[Collected data]
======

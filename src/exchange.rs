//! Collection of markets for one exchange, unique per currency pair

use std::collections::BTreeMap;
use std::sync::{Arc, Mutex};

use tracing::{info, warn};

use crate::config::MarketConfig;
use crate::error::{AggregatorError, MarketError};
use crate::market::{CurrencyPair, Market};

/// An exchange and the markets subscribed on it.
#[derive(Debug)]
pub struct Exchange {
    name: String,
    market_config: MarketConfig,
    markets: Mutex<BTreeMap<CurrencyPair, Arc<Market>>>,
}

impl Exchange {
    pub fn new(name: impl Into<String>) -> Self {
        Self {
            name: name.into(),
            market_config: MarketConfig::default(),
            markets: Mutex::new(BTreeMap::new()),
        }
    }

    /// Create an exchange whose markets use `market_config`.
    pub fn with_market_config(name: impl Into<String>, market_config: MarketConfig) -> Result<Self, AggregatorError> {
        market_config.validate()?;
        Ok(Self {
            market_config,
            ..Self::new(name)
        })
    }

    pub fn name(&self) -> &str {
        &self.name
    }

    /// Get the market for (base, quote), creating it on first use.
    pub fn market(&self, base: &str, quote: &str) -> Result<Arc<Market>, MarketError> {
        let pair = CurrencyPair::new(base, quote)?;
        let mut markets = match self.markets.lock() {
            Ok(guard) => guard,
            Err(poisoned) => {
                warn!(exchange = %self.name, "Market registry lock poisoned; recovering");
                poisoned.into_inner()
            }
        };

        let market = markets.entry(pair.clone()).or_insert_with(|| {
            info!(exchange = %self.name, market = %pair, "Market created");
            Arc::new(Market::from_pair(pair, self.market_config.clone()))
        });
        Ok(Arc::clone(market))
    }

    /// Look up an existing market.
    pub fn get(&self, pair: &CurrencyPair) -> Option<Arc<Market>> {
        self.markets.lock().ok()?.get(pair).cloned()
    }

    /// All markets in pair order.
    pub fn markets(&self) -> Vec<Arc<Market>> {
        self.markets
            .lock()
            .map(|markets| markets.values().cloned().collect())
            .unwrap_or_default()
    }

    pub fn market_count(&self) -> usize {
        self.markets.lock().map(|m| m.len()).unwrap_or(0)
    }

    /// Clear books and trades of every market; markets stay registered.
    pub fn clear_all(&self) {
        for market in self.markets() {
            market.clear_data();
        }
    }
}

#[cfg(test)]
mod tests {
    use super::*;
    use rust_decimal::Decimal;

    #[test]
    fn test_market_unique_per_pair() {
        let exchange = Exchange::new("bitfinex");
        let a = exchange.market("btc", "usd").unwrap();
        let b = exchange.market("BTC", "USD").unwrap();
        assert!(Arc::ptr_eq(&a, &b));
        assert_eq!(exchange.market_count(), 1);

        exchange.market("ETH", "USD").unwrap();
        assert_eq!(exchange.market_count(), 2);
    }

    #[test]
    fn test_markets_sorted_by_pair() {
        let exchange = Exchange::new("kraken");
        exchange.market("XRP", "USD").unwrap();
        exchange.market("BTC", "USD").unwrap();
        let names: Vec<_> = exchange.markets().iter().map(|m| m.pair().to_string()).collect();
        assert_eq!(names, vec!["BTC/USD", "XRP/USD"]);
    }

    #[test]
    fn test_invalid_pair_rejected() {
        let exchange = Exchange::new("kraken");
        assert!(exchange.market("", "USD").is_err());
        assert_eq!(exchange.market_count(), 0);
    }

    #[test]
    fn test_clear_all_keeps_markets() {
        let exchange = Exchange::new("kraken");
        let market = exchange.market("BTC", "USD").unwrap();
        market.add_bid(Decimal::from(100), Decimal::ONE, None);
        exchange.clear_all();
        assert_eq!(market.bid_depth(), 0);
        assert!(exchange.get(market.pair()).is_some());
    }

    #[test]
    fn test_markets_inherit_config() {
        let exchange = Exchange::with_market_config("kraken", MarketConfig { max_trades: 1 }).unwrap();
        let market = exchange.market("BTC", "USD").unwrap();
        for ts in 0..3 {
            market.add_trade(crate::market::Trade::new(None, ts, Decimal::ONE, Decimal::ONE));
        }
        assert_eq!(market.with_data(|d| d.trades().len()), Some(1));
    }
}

======

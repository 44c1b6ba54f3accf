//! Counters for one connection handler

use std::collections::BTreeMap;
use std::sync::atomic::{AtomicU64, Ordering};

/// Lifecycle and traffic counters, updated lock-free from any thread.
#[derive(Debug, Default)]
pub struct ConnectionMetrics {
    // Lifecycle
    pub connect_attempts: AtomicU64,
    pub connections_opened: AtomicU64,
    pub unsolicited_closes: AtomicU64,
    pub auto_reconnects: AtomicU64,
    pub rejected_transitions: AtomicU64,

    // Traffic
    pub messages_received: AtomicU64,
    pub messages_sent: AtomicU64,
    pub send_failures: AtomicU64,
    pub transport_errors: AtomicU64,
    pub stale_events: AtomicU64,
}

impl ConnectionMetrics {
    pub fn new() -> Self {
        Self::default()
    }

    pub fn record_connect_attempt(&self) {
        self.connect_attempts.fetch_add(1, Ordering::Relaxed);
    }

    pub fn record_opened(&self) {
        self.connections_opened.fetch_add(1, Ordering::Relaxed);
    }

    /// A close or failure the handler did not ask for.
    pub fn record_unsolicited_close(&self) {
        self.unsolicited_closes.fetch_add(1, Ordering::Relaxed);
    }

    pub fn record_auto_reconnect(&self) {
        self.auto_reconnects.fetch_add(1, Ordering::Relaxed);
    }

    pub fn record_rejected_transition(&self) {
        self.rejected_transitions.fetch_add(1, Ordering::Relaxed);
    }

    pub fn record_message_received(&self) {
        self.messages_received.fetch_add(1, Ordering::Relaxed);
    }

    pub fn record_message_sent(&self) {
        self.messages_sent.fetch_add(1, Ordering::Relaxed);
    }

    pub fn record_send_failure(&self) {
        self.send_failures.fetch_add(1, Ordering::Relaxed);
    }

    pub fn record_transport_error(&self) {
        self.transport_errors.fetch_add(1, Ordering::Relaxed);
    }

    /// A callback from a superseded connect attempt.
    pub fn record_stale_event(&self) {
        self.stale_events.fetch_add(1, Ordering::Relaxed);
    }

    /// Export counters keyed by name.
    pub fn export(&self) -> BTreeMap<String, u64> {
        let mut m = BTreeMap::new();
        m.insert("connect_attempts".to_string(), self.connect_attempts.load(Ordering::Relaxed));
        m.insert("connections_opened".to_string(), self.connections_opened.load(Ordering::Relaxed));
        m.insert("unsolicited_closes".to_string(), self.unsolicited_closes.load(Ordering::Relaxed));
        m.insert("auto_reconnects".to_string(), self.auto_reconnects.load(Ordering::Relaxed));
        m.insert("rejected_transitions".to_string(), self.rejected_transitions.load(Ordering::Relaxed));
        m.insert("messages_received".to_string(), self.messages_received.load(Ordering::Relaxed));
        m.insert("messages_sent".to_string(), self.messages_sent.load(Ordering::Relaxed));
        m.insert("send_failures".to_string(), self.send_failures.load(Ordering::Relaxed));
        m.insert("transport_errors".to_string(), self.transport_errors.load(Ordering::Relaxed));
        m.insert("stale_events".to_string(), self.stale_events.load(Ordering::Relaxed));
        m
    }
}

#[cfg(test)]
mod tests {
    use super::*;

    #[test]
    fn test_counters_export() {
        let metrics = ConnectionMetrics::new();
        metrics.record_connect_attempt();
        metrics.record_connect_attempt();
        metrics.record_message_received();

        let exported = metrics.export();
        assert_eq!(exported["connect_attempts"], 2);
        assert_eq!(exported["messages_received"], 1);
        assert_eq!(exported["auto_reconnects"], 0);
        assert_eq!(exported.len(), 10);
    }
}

======

● **Task objective**: What do the lines above say from the one containing "filename src/exchange.rs" down to the one containing "self.markets.lock().map(|m| m.len()).unwrap_or(0)"? Return them exactly, both end lines included, and only them.

● **Result of this task**:
filename src/exchange.rs
//! Collection of markets for one exchange, unique per currency pair

use std::collections::BTreeMap;
use std::sync::{Arc, Mutex};

use tracing::{info, warn};

use crate::config::MarketConfig;
use crate::error::{AggregatorError, MarketError};
use crate::market::{CurrencyPair, Market};

/// An exchange and the markets subscribed on it.
#[derive(Debug)]
pub struct Exchange {
    name: String,
    market_config: MarketConfig,
    markets: Mutex<BTreeMap<CurrencyPair, Arc<Market>>>,
}

impl Exchange {
    pub fn new(name: impl Into<String>) -> Self {
        Self {
            name: name.into(),
            market_config: MarketConfig::default(),
            markets: Mutex::new(BTreeMap::new()),
        }
    }

    /// Create an exchange whose markets use `market_config`.
    pub fn with_market_config(name: impl Into<String>, market_config: MarketConfig) -> Result<Self, AggregatorError> {
        market_config.validate()?;
        Ok(Self {
            market_config,
            ..Self::new(name)
        })
    }

    pub fn name(&self) -> &str {
        &self.name
    }

    /// Get the market for (base, quote), creating it on first use.
    pub fn market(&self, base: &str, quote: &str) -> Result<Arc<Market>, MarketError> {
        let pair = CurrencyPair::new(base, quote)?;
        let mut markets = match self.markets.lock() {
            Ok(guard) => guard,
            Err(poisoned) => {
                warn!(exchange = %self.name, "Market registry lock poisoned; recovering");
                poisoned.into_inner()
            }
        };

        let market = markets.entry(pair.clone()).or_insert_with(|| {
            info!(exchange = %self.name, market = %pair, "Market created");
            Arc::new(Market::from_pair(pair, self.market_config.clone()))
        });
        Ok(Arc::clone(market))
    }

    /// Look up an existing market.
    pub fn get(&self, pair: &CurrencyPair) -> Option<Arc<Market>> {
        self.markets.lock().ok()?.get(pair).cloned()
    }

    /// All markets in pair order.
    pub fn markets(&self) -> Vec<Arc<Market>> {
        self.markets
            .lock()
            .map(|markets| markets.values().cloned().collect())
            .unwrap_or_default()
    }

    pub fn market_count(&self) -> usize {
        self.markets.lock().map(|m| m.len()).unwrap_or(0)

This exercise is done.